• _Assigned task_: Transcribe the data that follows, exactly and in full.

• _Input data_:
┄┄┄┄┄┄

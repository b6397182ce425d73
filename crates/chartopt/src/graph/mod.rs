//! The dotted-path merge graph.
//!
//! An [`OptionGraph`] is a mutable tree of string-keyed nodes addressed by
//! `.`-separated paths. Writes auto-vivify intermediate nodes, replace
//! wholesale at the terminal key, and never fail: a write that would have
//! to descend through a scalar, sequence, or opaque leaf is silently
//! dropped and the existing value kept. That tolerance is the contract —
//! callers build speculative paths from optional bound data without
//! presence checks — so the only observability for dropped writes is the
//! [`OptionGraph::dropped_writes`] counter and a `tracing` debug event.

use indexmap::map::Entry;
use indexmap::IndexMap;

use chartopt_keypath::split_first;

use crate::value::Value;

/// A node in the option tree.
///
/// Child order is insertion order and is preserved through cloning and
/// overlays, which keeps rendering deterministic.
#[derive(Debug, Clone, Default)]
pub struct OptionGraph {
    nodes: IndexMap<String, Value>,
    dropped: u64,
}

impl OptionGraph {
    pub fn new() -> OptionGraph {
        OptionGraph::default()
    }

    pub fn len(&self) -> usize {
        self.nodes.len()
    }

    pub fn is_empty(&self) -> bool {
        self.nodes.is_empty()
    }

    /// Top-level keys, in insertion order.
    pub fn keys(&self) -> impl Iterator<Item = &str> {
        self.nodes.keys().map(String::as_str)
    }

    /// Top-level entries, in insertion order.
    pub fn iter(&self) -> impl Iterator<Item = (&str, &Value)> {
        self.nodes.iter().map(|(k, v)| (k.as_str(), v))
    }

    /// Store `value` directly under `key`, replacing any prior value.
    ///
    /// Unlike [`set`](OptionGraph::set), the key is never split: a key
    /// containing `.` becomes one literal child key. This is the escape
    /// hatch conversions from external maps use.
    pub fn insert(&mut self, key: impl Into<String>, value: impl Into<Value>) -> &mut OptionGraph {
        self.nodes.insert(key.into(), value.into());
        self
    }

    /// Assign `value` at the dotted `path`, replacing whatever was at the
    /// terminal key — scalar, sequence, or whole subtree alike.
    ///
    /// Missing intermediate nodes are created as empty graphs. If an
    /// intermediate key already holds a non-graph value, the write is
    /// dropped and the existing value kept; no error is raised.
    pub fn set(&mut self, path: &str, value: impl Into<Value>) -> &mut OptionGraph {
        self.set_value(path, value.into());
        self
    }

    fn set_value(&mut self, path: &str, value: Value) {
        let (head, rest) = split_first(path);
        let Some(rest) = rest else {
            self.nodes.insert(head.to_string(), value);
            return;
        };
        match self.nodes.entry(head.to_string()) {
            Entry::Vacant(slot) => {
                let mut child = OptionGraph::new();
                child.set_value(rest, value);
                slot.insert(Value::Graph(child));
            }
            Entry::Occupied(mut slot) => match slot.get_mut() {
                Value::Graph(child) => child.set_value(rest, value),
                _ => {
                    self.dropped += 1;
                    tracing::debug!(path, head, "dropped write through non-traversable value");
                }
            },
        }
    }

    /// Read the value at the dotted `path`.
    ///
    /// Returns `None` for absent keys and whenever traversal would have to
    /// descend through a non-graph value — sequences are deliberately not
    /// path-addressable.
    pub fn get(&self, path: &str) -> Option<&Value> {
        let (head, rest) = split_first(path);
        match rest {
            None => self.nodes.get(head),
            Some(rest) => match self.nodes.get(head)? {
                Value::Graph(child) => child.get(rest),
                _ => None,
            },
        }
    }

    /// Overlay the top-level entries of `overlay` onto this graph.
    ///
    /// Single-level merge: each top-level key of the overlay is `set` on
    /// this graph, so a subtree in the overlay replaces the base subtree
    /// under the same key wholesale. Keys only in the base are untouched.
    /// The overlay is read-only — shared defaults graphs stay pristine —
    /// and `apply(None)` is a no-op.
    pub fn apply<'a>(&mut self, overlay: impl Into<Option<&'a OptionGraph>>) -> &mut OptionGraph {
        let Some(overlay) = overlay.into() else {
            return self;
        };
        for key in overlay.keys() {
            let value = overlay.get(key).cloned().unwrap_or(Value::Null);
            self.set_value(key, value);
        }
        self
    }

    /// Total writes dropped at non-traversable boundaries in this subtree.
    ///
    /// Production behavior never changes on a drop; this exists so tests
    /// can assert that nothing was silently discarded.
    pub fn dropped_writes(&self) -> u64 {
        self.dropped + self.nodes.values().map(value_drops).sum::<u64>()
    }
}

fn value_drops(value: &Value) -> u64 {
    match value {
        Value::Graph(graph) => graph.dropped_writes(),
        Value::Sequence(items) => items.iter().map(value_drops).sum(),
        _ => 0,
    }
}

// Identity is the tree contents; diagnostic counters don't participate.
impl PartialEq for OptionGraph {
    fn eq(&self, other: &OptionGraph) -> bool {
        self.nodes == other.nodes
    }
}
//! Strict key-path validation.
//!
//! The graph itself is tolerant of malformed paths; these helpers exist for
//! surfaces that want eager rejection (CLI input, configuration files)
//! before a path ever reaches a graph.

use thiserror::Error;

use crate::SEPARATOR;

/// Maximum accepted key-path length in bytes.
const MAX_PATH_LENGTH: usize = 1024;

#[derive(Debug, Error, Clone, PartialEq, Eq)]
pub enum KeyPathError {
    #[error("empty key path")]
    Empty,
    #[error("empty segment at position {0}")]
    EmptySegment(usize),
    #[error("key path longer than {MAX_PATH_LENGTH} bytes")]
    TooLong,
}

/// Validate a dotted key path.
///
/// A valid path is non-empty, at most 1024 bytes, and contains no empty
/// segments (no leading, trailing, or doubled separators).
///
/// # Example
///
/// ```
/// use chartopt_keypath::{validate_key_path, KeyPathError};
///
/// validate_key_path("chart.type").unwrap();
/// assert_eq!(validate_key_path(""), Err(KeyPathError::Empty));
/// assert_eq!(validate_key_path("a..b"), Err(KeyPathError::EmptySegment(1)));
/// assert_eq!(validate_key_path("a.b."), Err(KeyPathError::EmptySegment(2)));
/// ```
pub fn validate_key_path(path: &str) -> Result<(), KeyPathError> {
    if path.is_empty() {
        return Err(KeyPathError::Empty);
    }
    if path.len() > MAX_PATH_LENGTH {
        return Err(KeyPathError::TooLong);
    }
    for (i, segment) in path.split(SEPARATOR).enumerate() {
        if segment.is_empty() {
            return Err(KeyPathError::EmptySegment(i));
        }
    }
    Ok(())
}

┄┄┄┄┄┄

• _Exercise response_:
repository b6397182ce425d73
filename crates/chartopt/src/graph/mod.rs
//! The dotted-path merge graph.
//!
//! An [`OptionGraph`] is a mutable tree of string-keyed nodes addressed by
//! `.`-separated paths. Writes auto-vivify intermediate nodes, replace
//! wholesale at the terminal key, and never fail: a write that would have
//! to descend through a scalar, sequence, or opaque leaf is silently
//! dropped and the existing value kept. That tolerance is the contract —
//! callers build speculative paths from optional bound data without
//! presence checks — so the only observability for dropped writes is the
//! [`OptionGraph::dropped_writes`] counter and a `tracing` debug event.

use indexmap::map::Entry;
use indexmap::IndexMap;

use chartopt_keypath::split_first;

use crate::value::Value;

/// A node in the option tree.
///
/// Child order is insertion order and is preserved through cloning and
/// overlays, which keeps rendering deterministic.
#[derive(Debug, Clone, Default)]
pub struct OptionGraph {
    nodes: IndexMap<String, Value>,
    dropped: u64,
}

impl OptionGraph {
    pub fn new() -> OptionGraph {
        OptionGraph::default()
    }

    pub fn len(&self) -> usize {
        self.nodes.len()
    }

    pub fn is_empty(&self) -> bool {
        self.nodes.is_empty()
    }

    /// Top-level keys, in insertion order.
    pub fn keys(&self) -> impl Iterator<Item = &str> {
        self.nodes.keys().map(String::as_str)
    }

    /// Top-level entries, in insertion order.
    pub fn iter(&self) -> impl Iterator<Item = (&str, &Value)> {
        self.nodes.iter().map(|(k, v)| (k.as_str(), v))
    }

    /// Store `value` directly under `key`, replacing any prior value.
    ///
    /// Unlike [`set`](OptionGraph::set), the key is never split: a key
    /// containing `.` becomes one literal child key. This is the escape
    /// hatch conversions from external maps use.
    pub fn insert(&mut self, key: impl Into<String>, value: impl Into<Value>) -> &mut OptionGraph {
        self.nodes.insert(key.into(), value.into());
        self
    }

    /// Assign `value` at the dotted `path`, replacing whatever was at the
    /// terminal key — scalar, sequence, or whole subtree alike.
    ///
    /// Missing intermediate nodes are created as empty graphs. If an
    /// intermediate key already holds a non-graph value, the write is
    /// dropped and the existing value kept; no error is raised.
    pub fn set(&mut self, path: &str, value: impl Into<Value>) -> &mut OptionGraph {
        self.set_value(path, value.into());
        self
    }

    fn set_value(&mut self, path: &str, value: Value) {
        let (head, rest) = split_first(path);
        let Some(rest) = rest else {
            self.nodes.insert(head.to_string(), value);
            return;
        };
        match self.nodes.entry(head.to_string()) {
            Entry::Vacant(slot) => {
                let mut child = OptionGraph::new();
                child.set_value(rest, value);
                slot.insert(Value::Graph(child));
            }
            Entry::Occupied(mut slot) => match slot.get_mut() {
                Value::Graph(child) => child.set_value(rest, value),
                _ => {
                    self.dropped += 1;
                    tracing::debug!(path, head, "dropped write through non-traversable value");
                }
            },
        }
    }

    /// Read the value at the dotted `path`.
    ///
    /// Returns `None` for absent keys and whenever traversal would have to
    /// descend through a non-graph value — sequences are deliberately not
    /// path-addressable.
    pub fn get(&self, path: &str) -> Option<&Value> {
        let (head, rest) = split_first(path);
        match rest {
            None => self.nodes.get(head),
            Some(rest) => match self.nodes.get(head)? {
                Value::Graph(child) => child.get(rest),
                _ => None,
            },
        }
    }

    /// Overlay the top-level entries of `overlay` onto this graph.
    ///
    /// Single-level merge: each top-level key of the overlay is `set` on
    /// this graph, so a subtree in the overlay replaces the base subtree
    /// under the same key wholesale. Keys only in the base are untouched.
    /// The overlay is read-only — shared defaults graphs stay pristine —
    /// and `apply(None)` is a no-op.
    pub fn apply<'a>(&mut self, overlay: impl Into<Option<&'a OptionGraph>>) -> &mut OptionGraph {
        let Some(overlay) = overlay.into() else {
            return self;
        };
        for key in overlay.keys() {
            let value = overlay.get(key).cloned().unwrap_or(Value::Null);
            self.set_value(key, value);
        }
        self
    }

    /// Total writes dropped at non-traversable boundaries in this subtree.
    ///
    /// Production behavior never changes on a drop; this exists so tests
    /// can assert that nothing was silently discarded.
    pub fn dropped_writes(&self) -> u64 {
        self.dropped + self.nodes.values().map(value_drops).sum::<u64>()
    }
}

fn value_drops(value: &Value) -> u64 {
    match value {
        Value::Graph(graph) => graph.dropped_writes(),
        Value::Sequence(items) => items.iter().map(value_drops).sum(),
        _ => 0,
    }
}

// Identity is the tree contents; diagnostic counters don't participate.
impl PartialEq for OptionGraph {
    fn eq(&self, other: &OptionGraph) -> bool {
        self.nodes == other.nodes
    }
}
//! Strict key-path validation.
//!
//! The graph itself is tolerant of malformed paths; these helpers exist for
//! surfaces that want eager rejection (CLI input, configuration files)
//! before a path ever reaches a graph.

use thiserror::Error;

use crate::SEPARATOR;

/// Maximum accepted key-path length in bytes.
const MAX_PATH_LENGTH: usize = 1024;

#[derive(Debug, Error, Clone, PartialEq, Eq)]
pub enum KeyPathError {
    #[error("empty key path")]
    Empty,
    #[error("empty segment at position {0}")]
    EmptySegment(usize),
    #[error("key path longer than {MAX_PATH_LENGTH} bytes")]
    TooLong,
}

/// Validate a dotted key path.
///
/// A valid path is non-empty, at most 1024 bytes, and contains no empty
/// segments (no leading, trailing, or doubled separators).
///
/// # Example
///
/// ```
/// use chartopt_keypath::{validate_key_path, KeyPathError};
///
/// validate_key_path("chart.type").unwrap();
/// assert_eq!(validate_key_path(""), Err(KeyPathError::Empty));
/// assert_eq!(validate_key_path("a..b"), Err(KeyPathError::EmptySegment(1)));
/// assert_eq!(validate_key_path("a.b."), Err(KeyPathError::EmptySegment(2)));
/// ```
pub fn validate_key_path(path: &str) -> Result<(), KeyPathError> {
    if path.is_empty() {
        return Err(KeyPathError::Empty);
    }
    if path.len() > MAX_PATH_LENGTH {
        return Err(KeyPathError::TooLong);
    }
    for (i, segment) in path.split(SEPARATOR).enumerate() {
        if segment.is_empty() {
            return Err(KeyPathError::EmptySegment(i));
        }
    }
    Ok(())
}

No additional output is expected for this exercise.